(Stored items)

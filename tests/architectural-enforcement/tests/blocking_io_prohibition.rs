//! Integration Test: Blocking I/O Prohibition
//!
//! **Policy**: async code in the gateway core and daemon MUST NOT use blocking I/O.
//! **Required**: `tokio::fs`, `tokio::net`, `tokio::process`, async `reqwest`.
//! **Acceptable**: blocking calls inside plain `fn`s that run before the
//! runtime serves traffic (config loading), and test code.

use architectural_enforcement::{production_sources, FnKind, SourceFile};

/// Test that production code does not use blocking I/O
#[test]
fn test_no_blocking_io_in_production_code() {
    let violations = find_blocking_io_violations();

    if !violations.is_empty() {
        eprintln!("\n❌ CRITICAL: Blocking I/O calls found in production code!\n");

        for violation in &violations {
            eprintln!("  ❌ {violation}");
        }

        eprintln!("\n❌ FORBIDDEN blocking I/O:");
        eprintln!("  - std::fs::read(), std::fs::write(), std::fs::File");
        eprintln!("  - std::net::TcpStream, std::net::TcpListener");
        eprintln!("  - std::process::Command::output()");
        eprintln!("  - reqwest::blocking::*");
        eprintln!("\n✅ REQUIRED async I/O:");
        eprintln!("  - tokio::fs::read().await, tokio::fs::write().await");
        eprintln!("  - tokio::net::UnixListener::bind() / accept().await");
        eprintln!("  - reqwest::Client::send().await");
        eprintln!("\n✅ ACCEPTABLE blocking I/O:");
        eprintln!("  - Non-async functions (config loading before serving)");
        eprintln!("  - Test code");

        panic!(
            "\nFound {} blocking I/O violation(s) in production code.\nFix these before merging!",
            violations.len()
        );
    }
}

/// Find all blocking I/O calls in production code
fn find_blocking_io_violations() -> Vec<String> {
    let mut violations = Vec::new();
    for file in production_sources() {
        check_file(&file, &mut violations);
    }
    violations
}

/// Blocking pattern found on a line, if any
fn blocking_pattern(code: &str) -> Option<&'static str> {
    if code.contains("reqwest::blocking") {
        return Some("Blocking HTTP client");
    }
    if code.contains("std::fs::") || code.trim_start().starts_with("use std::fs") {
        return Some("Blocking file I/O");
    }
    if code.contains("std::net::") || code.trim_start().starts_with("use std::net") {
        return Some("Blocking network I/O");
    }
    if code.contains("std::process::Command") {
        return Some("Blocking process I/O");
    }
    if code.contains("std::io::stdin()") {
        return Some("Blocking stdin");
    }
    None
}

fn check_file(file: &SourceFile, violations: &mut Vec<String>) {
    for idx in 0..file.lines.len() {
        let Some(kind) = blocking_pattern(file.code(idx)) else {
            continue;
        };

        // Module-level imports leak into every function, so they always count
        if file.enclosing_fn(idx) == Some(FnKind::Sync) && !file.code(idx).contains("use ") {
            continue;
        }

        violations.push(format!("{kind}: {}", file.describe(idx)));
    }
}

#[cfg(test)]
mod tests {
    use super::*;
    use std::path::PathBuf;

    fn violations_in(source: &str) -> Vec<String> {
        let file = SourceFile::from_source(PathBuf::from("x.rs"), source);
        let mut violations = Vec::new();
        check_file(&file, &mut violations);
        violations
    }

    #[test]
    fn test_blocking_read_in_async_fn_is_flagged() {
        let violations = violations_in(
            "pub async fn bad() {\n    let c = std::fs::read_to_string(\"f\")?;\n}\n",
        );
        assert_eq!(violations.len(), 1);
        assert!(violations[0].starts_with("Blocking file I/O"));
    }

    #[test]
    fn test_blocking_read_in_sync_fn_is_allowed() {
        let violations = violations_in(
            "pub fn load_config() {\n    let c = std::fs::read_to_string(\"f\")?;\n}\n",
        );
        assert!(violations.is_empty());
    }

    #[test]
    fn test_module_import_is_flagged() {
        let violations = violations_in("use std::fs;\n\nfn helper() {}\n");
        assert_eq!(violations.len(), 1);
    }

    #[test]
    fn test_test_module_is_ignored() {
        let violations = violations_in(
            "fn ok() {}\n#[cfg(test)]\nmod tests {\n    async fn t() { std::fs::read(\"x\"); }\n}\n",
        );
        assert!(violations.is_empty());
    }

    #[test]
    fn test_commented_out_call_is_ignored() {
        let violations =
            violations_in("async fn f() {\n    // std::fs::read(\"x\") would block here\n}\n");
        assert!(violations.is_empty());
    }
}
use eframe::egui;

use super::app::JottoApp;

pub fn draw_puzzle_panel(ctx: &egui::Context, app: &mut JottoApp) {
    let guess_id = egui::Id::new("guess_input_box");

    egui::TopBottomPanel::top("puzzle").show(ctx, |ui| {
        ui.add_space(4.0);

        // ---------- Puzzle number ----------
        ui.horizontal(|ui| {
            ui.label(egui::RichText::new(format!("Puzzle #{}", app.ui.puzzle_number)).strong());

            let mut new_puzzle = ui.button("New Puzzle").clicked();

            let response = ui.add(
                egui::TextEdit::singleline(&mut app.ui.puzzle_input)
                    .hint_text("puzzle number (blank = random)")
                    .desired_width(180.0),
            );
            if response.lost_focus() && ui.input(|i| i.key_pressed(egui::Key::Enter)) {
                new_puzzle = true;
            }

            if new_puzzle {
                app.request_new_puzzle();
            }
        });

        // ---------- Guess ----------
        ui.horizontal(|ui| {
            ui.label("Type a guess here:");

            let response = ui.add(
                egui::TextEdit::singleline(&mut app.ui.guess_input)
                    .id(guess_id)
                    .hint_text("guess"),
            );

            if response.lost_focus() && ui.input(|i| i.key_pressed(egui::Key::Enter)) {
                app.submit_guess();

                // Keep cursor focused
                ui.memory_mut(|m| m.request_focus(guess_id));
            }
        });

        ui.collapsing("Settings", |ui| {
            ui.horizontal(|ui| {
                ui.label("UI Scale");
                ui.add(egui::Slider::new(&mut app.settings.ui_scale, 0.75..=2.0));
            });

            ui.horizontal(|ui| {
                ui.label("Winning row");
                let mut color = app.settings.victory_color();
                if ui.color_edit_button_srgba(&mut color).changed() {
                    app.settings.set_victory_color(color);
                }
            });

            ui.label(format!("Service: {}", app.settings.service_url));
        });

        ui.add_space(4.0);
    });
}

▶ _TASK TO CARRY OUT_
Take the lines above from the first through the one containing "use blocking I/O." and reproduce them exactly; include nothing else.

▶ _EXERCISE OUTPUT_
filename tests/architectural-enforcement/tests/blocking_io_prohibition.rs
//! Integration Test: Blocking I/O Prohibition
//!
//! **Policy**: async code in the gateway core and daemon MUST NOT use blocking I/O.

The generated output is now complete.